The task:
Print, exactly as they appear in the listing below, the lines from the line with "filename lib/codegen/src/generate.rs" to the line with "#[instrument(skip(source, compiler))]", with both end lines kept.
BEGIN Input data
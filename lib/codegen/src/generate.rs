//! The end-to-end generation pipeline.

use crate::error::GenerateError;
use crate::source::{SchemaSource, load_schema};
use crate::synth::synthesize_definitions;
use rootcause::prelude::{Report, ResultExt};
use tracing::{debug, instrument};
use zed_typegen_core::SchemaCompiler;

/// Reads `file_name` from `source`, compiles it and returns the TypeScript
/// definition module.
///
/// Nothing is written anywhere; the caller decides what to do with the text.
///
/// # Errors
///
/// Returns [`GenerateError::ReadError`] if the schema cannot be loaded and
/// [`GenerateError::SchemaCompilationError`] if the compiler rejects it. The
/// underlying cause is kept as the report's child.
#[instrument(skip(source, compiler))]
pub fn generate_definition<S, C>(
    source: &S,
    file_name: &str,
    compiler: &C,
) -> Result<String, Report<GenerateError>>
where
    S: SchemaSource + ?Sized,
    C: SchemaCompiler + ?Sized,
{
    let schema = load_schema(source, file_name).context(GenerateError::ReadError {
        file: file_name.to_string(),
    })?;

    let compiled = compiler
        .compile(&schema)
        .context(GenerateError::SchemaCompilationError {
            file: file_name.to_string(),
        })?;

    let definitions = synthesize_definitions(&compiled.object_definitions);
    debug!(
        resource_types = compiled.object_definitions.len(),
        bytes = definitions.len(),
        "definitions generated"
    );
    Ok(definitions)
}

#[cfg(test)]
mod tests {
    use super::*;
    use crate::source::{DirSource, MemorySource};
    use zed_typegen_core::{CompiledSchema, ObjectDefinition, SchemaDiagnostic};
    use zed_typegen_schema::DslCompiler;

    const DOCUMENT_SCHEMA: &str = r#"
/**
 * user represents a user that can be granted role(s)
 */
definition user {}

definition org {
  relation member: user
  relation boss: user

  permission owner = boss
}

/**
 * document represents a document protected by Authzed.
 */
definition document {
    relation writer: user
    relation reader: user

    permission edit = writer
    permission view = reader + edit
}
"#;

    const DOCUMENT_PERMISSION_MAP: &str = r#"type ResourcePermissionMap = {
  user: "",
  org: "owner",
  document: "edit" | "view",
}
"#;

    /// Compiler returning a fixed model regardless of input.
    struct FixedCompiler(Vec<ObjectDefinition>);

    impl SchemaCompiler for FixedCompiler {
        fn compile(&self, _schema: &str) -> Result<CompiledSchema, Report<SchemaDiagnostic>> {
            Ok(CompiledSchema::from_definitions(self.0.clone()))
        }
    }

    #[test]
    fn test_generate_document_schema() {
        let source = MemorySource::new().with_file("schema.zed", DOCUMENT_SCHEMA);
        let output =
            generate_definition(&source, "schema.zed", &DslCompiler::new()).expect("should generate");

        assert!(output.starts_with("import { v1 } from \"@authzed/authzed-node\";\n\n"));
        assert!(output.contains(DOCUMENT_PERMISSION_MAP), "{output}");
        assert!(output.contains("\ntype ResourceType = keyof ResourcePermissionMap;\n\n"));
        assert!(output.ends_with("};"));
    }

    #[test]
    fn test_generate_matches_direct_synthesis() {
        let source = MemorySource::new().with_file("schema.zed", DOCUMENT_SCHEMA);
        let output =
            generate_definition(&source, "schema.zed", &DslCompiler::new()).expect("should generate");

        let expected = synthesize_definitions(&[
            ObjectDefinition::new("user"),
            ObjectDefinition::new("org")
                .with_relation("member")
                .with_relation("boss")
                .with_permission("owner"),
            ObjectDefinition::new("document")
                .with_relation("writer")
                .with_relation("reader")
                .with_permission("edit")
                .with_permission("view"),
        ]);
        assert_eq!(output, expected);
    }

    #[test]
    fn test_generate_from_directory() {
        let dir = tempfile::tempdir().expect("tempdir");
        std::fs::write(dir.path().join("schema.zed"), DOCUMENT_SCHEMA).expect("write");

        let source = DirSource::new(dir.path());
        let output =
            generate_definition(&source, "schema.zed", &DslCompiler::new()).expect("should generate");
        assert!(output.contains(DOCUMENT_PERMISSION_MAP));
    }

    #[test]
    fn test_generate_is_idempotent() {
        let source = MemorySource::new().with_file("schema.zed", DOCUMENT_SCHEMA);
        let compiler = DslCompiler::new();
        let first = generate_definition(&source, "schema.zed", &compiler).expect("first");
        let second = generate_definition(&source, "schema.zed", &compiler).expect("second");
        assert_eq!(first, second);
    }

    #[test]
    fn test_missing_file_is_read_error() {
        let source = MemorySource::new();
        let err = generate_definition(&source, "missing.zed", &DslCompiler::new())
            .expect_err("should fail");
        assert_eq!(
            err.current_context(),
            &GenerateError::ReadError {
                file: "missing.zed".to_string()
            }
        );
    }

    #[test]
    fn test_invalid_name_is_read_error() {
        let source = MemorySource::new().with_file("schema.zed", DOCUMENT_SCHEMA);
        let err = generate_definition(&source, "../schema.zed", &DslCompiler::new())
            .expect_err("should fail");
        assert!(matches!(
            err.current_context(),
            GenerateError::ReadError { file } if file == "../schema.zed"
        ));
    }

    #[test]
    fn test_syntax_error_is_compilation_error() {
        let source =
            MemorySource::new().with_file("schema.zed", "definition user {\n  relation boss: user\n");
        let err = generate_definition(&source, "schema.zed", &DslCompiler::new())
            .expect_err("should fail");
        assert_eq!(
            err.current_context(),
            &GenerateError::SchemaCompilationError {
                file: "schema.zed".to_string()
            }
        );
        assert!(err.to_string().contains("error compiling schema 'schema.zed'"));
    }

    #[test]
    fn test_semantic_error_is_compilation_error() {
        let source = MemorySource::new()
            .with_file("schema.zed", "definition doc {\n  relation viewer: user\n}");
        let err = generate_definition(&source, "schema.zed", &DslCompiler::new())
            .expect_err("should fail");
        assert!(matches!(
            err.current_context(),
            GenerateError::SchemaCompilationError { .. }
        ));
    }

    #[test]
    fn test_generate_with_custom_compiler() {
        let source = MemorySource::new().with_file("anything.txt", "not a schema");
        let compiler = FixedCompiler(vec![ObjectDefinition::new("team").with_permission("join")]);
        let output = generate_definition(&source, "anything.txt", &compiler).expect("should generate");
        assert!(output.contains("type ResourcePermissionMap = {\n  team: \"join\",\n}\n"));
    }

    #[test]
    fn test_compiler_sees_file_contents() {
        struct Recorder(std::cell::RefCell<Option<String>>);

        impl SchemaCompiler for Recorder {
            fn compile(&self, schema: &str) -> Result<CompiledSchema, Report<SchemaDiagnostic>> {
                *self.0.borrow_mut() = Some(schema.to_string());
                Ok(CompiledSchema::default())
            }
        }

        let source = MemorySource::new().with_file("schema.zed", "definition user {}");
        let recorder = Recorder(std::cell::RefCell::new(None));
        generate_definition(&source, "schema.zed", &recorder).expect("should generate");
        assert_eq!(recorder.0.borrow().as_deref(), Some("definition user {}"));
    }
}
END Input data
BEGIN Input data
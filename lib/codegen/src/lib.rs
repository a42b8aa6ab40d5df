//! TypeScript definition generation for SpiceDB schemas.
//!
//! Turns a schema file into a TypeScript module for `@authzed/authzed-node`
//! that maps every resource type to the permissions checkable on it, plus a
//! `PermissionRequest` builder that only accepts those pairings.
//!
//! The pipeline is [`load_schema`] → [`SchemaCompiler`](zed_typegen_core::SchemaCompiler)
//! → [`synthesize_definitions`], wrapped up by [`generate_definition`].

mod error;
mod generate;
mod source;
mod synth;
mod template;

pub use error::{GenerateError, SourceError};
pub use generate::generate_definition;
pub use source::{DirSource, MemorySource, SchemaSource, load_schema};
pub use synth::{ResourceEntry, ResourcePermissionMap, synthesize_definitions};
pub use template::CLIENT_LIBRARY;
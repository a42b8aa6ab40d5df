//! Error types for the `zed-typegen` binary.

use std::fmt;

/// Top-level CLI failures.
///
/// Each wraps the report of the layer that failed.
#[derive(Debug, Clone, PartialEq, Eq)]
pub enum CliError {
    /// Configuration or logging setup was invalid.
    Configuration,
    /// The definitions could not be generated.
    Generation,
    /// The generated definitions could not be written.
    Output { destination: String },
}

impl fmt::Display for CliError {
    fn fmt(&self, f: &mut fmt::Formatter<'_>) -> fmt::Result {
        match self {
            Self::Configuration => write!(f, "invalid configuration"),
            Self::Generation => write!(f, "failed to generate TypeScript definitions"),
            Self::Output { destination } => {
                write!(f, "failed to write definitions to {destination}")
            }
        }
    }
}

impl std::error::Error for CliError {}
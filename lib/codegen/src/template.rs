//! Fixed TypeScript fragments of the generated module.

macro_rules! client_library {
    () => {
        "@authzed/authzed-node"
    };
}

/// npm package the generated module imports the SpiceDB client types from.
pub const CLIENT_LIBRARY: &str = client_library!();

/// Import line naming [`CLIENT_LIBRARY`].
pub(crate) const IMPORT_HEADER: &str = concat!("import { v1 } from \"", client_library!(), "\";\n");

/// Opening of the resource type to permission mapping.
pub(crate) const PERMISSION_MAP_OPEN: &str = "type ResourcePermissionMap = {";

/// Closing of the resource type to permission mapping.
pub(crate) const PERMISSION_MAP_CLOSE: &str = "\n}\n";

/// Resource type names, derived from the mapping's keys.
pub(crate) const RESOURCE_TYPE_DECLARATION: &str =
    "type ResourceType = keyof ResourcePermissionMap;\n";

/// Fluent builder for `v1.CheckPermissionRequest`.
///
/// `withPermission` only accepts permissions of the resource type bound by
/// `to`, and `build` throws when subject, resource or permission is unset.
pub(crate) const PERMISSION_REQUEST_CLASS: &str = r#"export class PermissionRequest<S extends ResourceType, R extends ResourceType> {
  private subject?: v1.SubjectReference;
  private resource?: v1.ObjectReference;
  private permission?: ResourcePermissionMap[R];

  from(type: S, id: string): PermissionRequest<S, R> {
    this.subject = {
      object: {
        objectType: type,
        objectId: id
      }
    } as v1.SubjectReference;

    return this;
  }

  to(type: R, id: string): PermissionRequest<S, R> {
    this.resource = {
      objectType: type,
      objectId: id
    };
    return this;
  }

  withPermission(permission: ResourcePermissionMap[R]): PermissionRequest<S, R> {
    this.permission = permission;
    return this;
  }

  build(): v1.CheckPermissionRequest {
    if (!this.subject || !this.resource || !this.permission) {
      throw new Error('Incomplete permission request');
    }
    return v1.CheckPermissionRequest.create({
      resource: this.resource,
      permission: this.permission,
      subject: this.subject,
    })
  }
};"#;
END Input data
BEGIN Input data
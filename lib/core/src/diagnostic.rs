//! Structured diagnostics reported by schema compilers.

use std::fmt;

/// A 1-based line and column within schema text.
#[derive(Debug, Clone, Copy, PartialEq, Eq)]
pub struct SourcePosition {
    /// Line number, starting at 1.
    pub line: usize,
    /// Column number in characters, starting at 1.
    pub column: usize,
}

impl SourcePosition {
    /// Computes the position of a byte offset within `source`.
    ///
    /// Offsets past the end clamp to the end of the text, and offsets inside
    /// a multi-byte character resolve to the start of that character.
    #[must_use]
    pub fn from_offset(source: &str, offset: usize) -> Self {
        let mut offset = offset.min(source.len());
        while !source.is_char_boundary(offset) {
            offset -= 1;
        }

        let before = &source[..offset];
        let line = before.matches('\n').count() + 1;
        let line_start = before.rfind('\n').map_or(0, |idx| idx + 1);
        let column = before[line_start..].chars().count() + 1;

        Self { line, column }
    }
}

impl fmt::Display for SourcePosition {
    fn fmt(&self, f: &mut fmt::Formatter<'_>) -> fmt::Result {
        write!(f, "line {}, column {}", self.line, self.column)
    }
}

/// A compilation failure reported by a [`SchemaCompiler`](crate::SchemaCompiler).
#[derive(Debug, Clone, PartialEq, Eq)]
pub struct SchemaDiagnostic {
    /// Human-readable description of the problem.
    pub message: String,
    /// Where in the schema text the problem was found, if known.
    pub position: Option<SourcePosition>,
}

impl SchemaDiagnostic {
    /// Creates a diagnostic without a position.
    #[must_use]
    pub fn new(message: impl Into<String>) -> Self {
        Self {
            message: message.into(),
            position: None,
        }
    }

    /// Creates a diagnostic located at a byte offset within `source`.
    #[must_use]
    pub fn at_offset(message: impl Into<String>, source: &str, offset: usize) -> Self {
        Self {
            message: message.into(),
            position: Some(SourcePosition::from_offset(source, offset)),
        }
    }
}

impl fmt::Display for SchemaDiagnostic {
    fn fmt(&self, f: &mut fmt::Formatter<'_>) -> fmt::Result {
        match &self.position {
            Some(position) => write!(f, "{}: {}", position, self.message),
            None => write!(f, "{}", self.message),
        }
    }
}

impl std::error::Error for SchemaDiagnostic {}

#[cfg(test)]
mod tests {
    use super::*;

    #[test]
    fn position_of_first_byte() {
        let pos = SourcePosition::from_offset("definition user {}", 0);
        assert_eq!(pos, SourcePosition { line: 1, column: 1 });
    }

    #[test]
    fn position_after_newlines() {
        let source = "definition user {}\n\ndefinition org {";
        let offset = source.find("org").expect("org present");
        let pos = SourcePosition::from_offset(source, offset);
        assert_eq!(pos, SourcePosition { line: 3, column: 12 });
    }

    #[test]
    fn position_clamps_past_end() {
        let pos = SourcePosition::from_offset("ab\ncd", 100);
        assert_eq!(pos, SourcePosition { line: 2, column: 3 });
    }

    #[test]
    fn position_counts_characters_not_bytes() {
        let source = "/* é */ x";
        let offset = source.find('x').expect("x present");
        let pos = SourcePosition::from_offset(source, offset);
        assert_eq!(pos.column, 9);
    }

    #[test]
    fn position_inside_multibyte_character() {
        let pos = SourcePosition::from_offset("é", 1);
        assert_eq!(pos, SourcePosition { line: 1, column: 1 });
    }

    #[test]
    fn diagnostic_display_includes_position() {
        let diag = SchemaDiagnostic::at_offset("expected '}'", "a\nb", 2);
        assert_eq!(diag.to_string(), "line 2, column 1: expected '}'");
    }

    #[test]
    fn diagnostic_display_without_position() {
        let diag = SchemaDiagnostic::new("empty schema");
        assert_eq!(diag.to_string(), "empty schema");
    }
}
END Input data
Finished task:
filename lib/codegen/src/generate.rs
//! The end-to-end generation pipeline.

use crate::error::GenerateError;
use crate::source::{SchemaSource, load_schema};
use crate::synth::synthesize_definitions;
use rootcause::prelude::{Report, ResultExt};
use tracing::{debug, instrument};
use zed_typegen_core::SchemaCompiler;

/// Reads `file_name` from `source`, compiles it and returns the TypeScript
/// definition module.
///
/// Nothing is written anywhere; the caller decides what to do with the text.
///
/// # Errors
///
/// Returns [`GenerateError::ReadError`] if the schema cannot be loaded and
/// [`GenerateError::SchemaCompilationError`] if the compiler rejects it. The
/// underlying cause is kept as the report's child.
#[instrument(skip(source, compiler))]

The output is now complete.